With April marking the 25th anniversary of the three-month span in which at least 800,000 Tutsis and moderate Hutus were killed by Rwandan security forces and Hutu extremists, Saddleback Church honored the victims during its April 13 and 14 services.
The services also celebrated Saddleback's 14-year partnership with Rwandan churches that are using Saddleback's missionary and reconciliation strategy, The PEACE Plan.
"The PEACE Plan started in Rwanda, was birthed in Rwanda at the invitation of the president, and it’s now all over the world," Warren told the church on Sunday.
Kagame was asked to talk about how the nation has overcome the trauma of genocide to unite around the purpose of building a better future.
The Kagame government has stressed the importance of reconciliation and forgiveness within Rwandan communities as being keys to Rwanda’s future.
“If you look at our history, the country was divided, ideology and politics played out so that a section of our population was made to believe the other is not only different but they should hate each other,” Kagame, who took office in 2000, said. “We found a way of saying we are a family with different individuals but at the same time, we have a lot in common and a lot of common aspirations.”

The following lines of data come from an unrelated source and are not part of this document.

use api_types::{
    Id,
    counterparty::{Counterparty, CounterpartyNew},
};
use serde::Serialize;

use crate::{Client, Result, segment};

#[derive(Serialize)]
struct SearchQuery<'a> {
    #[serde(skip_serializing_if = "Option::is_none")]
    search: Option<&'a str>,
}

impl Client {
    pub async fn counterparties_list(&self, search: Option<&str>) -> Result<Vec<Counterparty>> {
        let page = self
            .get_page("counterparties", &SearchQuery { search })
            .await?;
        Ok(page.items)
    }

    pub async fn counterparty_create(&self, payload: &CounterpartyNew) -> Result<Counterparty> {
        self.create("counterparties", payload).await
    }

    pub async fn counterparty_delete(&self, id: &Id) -> Result<()> {
        self.delete(&format!("counterparties/{}", segment(id))).await
    }
}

Considering that neighbors killed neighbors during the genocide, Kagame said that his government didn’t expect all Rwandans to be able to put their hurt aside to forgive those who killed their family members.
However, there are many stories throughout Rwanda of neighbors forgiving their genocide perpetrators. In some cases, victims and perpetrators have worked together to rebuild their broken communities.

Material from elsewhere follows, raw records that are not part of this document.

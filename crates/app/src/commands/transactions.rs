use api_types::{
    Money,
    transaction::{TransactionNew, TransferNew},
};
use engine::{CategoryDirectory, balance::signed_delta};

use super::Context;
use crate::{
    cli::{FilterArgs, TransactionArgs, TransactionsCommand, TransferArgs},
    error::{AppError, Result},
};

pub async fn run(ctx: &Context, command: TransactionsCommand) -> Result<()> {
    match command {
        TransactionsCommand::List {
            filter,
            page,
            limit,
        } => list(ctx, &filter, page, limit).await,
        TransactionsCommand::Create(args) => create(ctx, args).await,
        TransactionsCommand::Delete { id } => {
            ctx.client.transaction_delete(&id).await?;
            println!("Deleted transaction {id}");
            Ok(())
        }
    }
}

async fn list(ctx: &Context, args: &FilterArgs, page: u32, limit: u32) -> Result<()> {
    let (state, accounts, categories) = ctx.filter(args).await?;
    let query = state
        .to_query()?
        .with_page(page.max(1), limit.clamp(1, api_client::MAX_PAGE_SIZE));
    let result = ctx.client.transactions_page(&query).await?;

    println!("{}", state.describe(&accounts, &categories));
    for tx in &result.items {
        let balance = tx
            .balance_after_transaction
            .map(|b| ctx.money(b))
            .unwrap_or_default();
        println!(
            "{}  {:<18} {:<30} {:<16} {:>14} {:>16}",
            ctx.date(tx.date),
            accounts.name_of(&tx.account),
            tx.description.as_deref().unwrap_or(""),
            categories.name_of_opt(tx.category.as_ref()),
            ctx.money(signed_delta(tx.amount, tx.tx_type)),
            balance,
        );
    }
    let p = result.pagination;
    println!("Page {} of {} ({} transactions)", p.page, p.pages.max(1), p.total);
    Ok(())
}

async fn create(ctx: &Context, args: TransactionArgs) -> Result<()> {
    let account = ctx.account_id(&args.account).await?;
    let category = match &args.category {
        Some(input) => Some(ctx.category_id(input).await?),
        None => None,
    };
    let counterparty = match &args.counterparty {
        Some(input) => Some(ctx.counterparty_id(input).await?),
        None => None,
    };
    let party = match &args.party {
        Some(input) => Some(ctx.party_id(input).await?),
        None => None,
    };

    let payload = TransactionNew {
        account,
        amount: positive(args.amount)?,
        tx_type: args.tx_type.into(),
        date: ctx.day(args.date),
        description: args.description,
        category,
        counterparty,
        party,
        reference: args.reference,
    };
    let tx = ctx.client.transaction_create(&payload).await?;
    println!(
        "Created transaction {} ({} {})",
        tx.id,
        tx.tx_type.as_str(),
        ctx.money(tx.amount)
    );
    if let Some(balance) = tx.balance_after_transaction {
        println!("Balance after: {}", ctx.money(balance));
    }
    Ok(())
}

pub async fn transfer(ctx: &Context, args: TransferArgs) -> Result<()> {
    let payload = TransferNew {
        from_account: ctx.account_id(&args.from).await?,
        to_account: ctx.account_id(&args.to).await?,
        amount: positive(args.amount)?,
        date: ctx.day(args.date),
        description: args.description,
    };
    let created = ctx.client.transfer_create(&payload).await?;
    println!(
        "Transferred {} from {} to {} (transfer {})",
        ctx.money(payload.amount),
        payload.from_account,
        payload.to_account,
        created.transfer_id
    );
    Ok(())
}

pub async fn summary(ctx: &Context, args: &FilterArgs) -> Result<()> {
    let (state, accounts, categories) = ctx.filter(args).await?;
    let summary = ctx.client.report_summary(&state.to_query()?).await?;

    println!("{}", state.describe(&accounts, &categories));
    println!("Credits:      {:>16}", ctx.money(summary.total_credit));
    println!("Debits:       {:>16}", ctx.money(summary.total_debit));
    println!("Net:          {:>16}", ctx.money(summary.net));
    println!("Transactions: {:>16}", summary.transaction_count);
    print_categories(ctx, &categories, &summary.by_category);
    Ok(())
}

fn print_categories(
    ctx: &Context,
    categories: &CategoryDirectory,
    totals: &[api_types::report::CategoryTotal],
) {
    if totals.is_empty() {
        return;
    }
    println!();
    for total in totals {
        let name = match &total.category {
            Some(category) => categories.name_of(category),
            None => "Uncategorized".to_string(),
        };
        println!("  {name:<24} {:>16} ({})", ctx.money(total.total), total.count);
    }
}

/// Amounts are entered unsigned; the type carries the direction.
fn positive(amount: Money) -> Result<Money> {
    if amount.is_negative() || amount.is_zero() {
        return Err(AppError::Engine(engine::EngineError::InvalidAmount(format!(
            "{amount} must be greater than zero"
        ))));
    }
    Ok(amount)
}

#[cfg(test)]
mod tests {
    use api_types::transaction::TransactionType;

    use super::*;

    #[test]
    fn entered_amounts_must_be_positive() {
        assert_eq!(positive(Money::new(1)).unwrap(), Money::new(1));
        assert!(positive(Money::ZERO).is_err());
        assert!(positive(Money::new(-500)).is_err());
        assert_eq!(
            signed_delta(Money::new(500), TransactionType::Debit),
            Money::new(-500)
        );
    }
}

“Forgiveness may come out of realizing that first, we have to live [for] the future,” Kagame said. “We have to have a better life coming for us. How do we get there? You don’t forget that you have lost so much. You keep that in mind. But the people in Rwanda have found it possible to forgive so that they create a better future so that we can stop losing the little we are left with.”
Warren chimed in: “Are you hearing what he is saying? We don’t forgive for the other people’s sake. We forgive for our own sake because we don’t want to hold on to the pain. And second, we are going to need forgiveness ourselves. And third, we want a better future.”
Although much of Warren’s talk with Kagame was focused on the positives of Rwanda’s transformation in the last 25 years, critics are not happy with Warren’s decision to invite Kagame.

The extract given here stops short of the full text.